Her 200ha property backs on to the Rob Roy National Park and Gigerline Nature Reserve and features a large farm dam which flows into Guises Creek and on to the Murrumbidgee River. Recognising the importance of this water feature to both the farm and the wider landscape, Sarah has been progressively fencing off the waterways to protect them from stock damage, as well as further reducing erosion and sediment runoff by using fallen sticks and logs to create leaky weirs in the gullies that have formed across the property.

“I’ve discovered how important it is to slow the water. Not only to help with erosion but also to help get the water to spread out as far as it can to rehydrate the landscape,” said Sarah. “I’ve got over 20 years of doing restoration work here, so I can really see the results. Having completely excluded stock from the waterways has dramatically improved water quality, minimised erosion and enabled the natural revegetation of the riparian zones.”

Sarah’s property sits right next to the ACT-NSW border and is nestled between remnant woodlands and a major road, with steep hills both to the west and east of the valley. Bird species such as honeyeaters use the area as a migration pathway between the coastal environments, the tablelands and Australian Alps.

To protect and improve this significant habitat she has worked with the support of Greening Australia to plant mixed-species bird corridors east-west across the property to provide linkage habitat through the valley for migratory birds.

Since 2004 Sarah has planted over 6000 trees and shrubs covering nearly 30 percent of the property. Regular bird surveys by the Canberra Ornithologist Group have found a diverse array of woodland birds using the revegetation sites, including regular sightings of threatened Scarlet Robins. This revegetation has reduced available grazing pasture, but has positive impacts on stock health by improving grazing quality and also providing shelter which can be critical during vulnerable times such as lambing. It has also increased the tourism values of the property, with visitors being able to take scenic walks from the farm house down to the lake where kayaks are waiting for the adventurous to paddle out and join the grebes and other waterfowl.

Despite Sarah’s hard work to improve groundcover and revegetate the farm, sporadic roadworks on the adjacent Monaro Highway often inadvertently led to fast, funnelled water flows from under the road and across the landscape, disturbing the topsoil and creating erosion gullies. To counteract this, Sarah hired a local contractor to construct a simple pond that disrupts the flow of water from the highway through the property, and added loose branches and rocks from nearby to further slow the flow. Following the works erosion slowed immediately, and within a year the barren edges started to regenerate naturally.

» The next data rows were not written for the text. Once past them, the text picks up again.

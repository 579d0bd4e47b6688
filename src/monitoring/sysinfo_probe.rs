//! Host resource sampling via the `sysinfo` crate.
//!
//! Each accessor refreshes only the subsystem it needs and returns a
//! fresh reading; nothing here caches across calls beyond the process
//! handles themselves. When the `metrics` feature is disabled, every
//! accessor degrades to a constant so the Resource Monitor can still be
//! built and exercised without the dependency.

#[cfg(feature = "metrics")]
use once_cell::sync::Lazy;
#[cfg(feature = "metrics")]
use sysinfo::{Disks, System};

#[cfg(feature = "metrics")]
static SYSTEM: Lazy<parking_lot::Mutex<System>> =
    Lazy::new(|| parking_lot::Mutex::new(System::new_all()));

#[cfg(feature = "metrics")]
static DISKS: Lazy<parking_lot::Mutex<Disks>> =
    Lazy::new(|| parking_lot::Mutex::new(Disks::new_with_refreshed_list()));

#[cfg(feature = "metrics")]
pub(crate) fn cpu_percent() -> f64 {
    let mut sys = SYSTEM.lock();
    sys.refresh_cpu_usage();
    sys.global_cpu_usage() as f64
}

#[cfg(not(feature = "metrics"))]
pub(crate) fn cpu_percent() -> f64 {
    0.0
}

#[cfg(feature = "metrics")]
pub(crate) fn memory_percent_and_mb() -> (f64, u64) {
    let mut sys = SYSTEM.lock();
    sys.refresh_memory();
    let total = sys.total_memory();
    let used = sys.used_memory();
    let pct = if total > 0 {
        (used as f64 / total as f64) * 100.0
    } else {
        0.0
    };
    (pct, used / (1024 * 1024))
}

#[cfg(not(feature = "metrics"))]
pub(crate) fn memory_percent_and_mb() -> (f64, u64) {
    (0.0, 0)
}

#[cfg(feature = "metrics")]
pub(crate) fn disk_percent_and_free_mb() -> (f64, u64) {
    let mut disks = DISKS.lock();
    disks.refresh(true);
    let (total, available): (u64, u64) = disks
        .iter()
        .fold((0, 0), |(t, a), d| (t + d.total_space(), a + d.available_space()));
    let pct = if total > 0 {
        ((total - available) as f64 / total as f64) * 100.0
    } else {
        0.0
    };
    (pct, available / (1024 * 1024))
}

#[cfg(not(feature = "metrics"))]
pub(crate) fn disk_percent_and_free_mb() -> (f64, u64) {
    (0.0, 0)
}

Landcare ACT CEO Karissa Preuss says that the restoration work Sarah has engaged in on her property is a reflection of the wider commitment to sustainable land practices held by many rural landholders in the area.

“Many farmers in our region demonstrate an approach to agriculture that prioritises environmental stewardship,” said Karissa.

Sarah has been largely self-taught in the theory and practice of sustainable land management via much reading and seeking advice from neighbours as well as the experts from her local Landcare group, Southern ACT Catchment Group. Her work has at times challenged the status quo in the local farming community, being an “outspoken woman trying something different”, but Sarah says her neighbours are often curious about her success.

When Sarah’s first action was to fence off waterways to exclude livestock, neighbours noticed this and contacted her to find out more about the “Sarah way” of fencing. Since then, Sarah has used an “actions louder than words” approach to advocacy, and notes that every new instalment on her property is observed with interest by the local community.

This case study was produced as part of the Landcare Farming Innovations in Agriculture Series. Supported by the Australian Government’s National Landcare Program, the Landcare Farming Innovations in Agriculture Series is managed in partnership by Landcare Australia and the National Landcare Network.